| PROBLEM |
Leave out the lines before the one with "let table = render_table(batch)?;"; output that line and all remaining lines of the records exactly.

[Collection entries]

# # # #

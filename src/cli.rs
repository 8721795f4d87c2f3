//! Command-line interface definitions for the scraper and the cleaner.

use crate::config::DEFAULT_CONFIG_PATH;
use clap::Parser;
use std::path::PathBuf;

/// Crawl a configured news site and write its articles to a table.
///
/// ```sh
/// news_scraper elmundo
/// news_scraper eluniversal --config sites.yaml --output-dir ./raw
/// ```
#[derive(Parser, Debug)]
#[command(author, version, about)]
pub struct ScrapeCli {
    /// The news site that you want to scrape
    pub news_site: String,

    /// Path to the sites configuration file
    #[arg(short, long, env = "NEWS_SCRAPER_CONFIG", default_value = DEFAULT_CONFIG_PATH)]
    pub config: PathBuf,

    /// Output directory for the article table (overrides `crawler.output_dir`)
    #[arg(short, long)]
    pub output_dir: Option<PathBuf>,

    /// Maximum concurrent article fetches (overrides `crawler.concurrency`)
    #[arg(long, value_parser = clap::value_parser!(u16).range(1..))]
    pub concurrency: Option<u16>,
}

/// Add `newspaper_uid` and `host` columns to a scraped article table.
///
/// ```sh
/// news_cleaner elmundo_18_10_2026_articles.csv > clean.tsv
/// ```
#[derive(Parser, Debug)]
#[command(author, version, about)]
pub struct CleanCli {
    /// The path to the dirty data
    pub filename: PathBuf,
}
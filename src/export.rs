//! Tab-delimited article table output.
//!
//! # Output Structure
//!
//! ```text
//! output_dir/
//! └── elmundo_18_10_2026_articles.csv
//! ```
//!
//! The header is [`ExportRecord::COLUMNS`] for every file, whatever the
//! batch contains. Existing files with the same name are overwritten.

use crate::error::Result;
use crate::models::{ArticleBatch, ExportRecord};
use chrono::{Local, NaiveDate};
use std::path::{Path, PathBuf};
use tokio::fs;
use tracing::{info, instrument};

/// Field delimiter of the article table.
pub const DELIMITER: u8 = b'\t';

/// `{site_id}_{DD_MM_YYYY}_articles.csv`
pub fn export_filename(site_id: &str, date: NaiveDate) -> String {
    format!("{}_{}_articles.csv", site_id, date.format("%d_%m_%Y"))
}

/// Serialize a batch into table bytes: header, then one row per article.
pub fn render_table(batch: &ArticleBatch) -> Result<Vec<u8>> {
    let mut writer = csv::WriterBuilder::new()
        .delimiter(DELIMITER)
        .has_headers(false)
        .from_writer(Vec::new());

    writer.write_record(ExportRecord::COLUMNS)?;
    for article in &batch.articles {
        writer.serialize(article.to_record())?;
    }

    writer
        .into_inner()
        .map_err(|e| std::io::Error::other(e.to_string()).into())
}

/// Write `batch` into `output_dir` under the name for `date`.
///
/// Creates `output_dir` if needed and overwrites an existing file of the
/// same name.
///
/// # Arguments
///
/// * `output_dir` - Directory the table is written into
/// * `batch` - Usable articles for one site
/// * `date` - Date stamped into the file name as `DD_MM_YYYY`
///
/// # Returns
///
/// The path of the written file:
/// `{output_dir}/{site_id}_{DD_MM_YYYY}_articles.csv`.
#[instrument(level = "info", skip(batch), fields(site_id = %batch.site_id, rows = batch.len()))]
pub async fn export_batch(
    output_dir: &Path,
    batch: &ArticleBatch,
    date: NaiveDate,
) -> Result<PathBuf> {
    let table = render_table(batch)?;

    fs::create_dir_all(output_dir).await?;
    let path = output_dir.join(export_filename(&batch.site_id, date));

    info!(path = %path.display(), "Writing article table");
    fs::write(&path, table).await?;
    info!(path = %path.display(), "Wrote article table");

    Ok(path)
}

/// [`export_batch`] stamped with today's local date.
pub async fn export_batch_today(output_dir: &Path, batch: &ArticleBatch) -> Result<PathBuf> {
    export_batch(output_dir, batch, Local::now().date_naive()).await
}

# # # #

| EXERCISE SOLUTION |
    let table = render_table(batch)?;

    fs::create_dir_all(output_dir).await?;
    let path = output_dir.join(export_filename(&batch.site_id, date));

    info!(path = %path.display(), "Writing article table");
    fs::write(&path, table).await?;
    info!(path = %path.display(), "Wrote article table");

    Ok(path)
}

/// [`export_batch`] stamped with today's local date.
pub async fn export_batch_today(output_dir: &Path, batch: &ArticleBatch) -> Result<PathBuf> {
    export_batch(output_dir, batch, Local::now().date_naive()).await
}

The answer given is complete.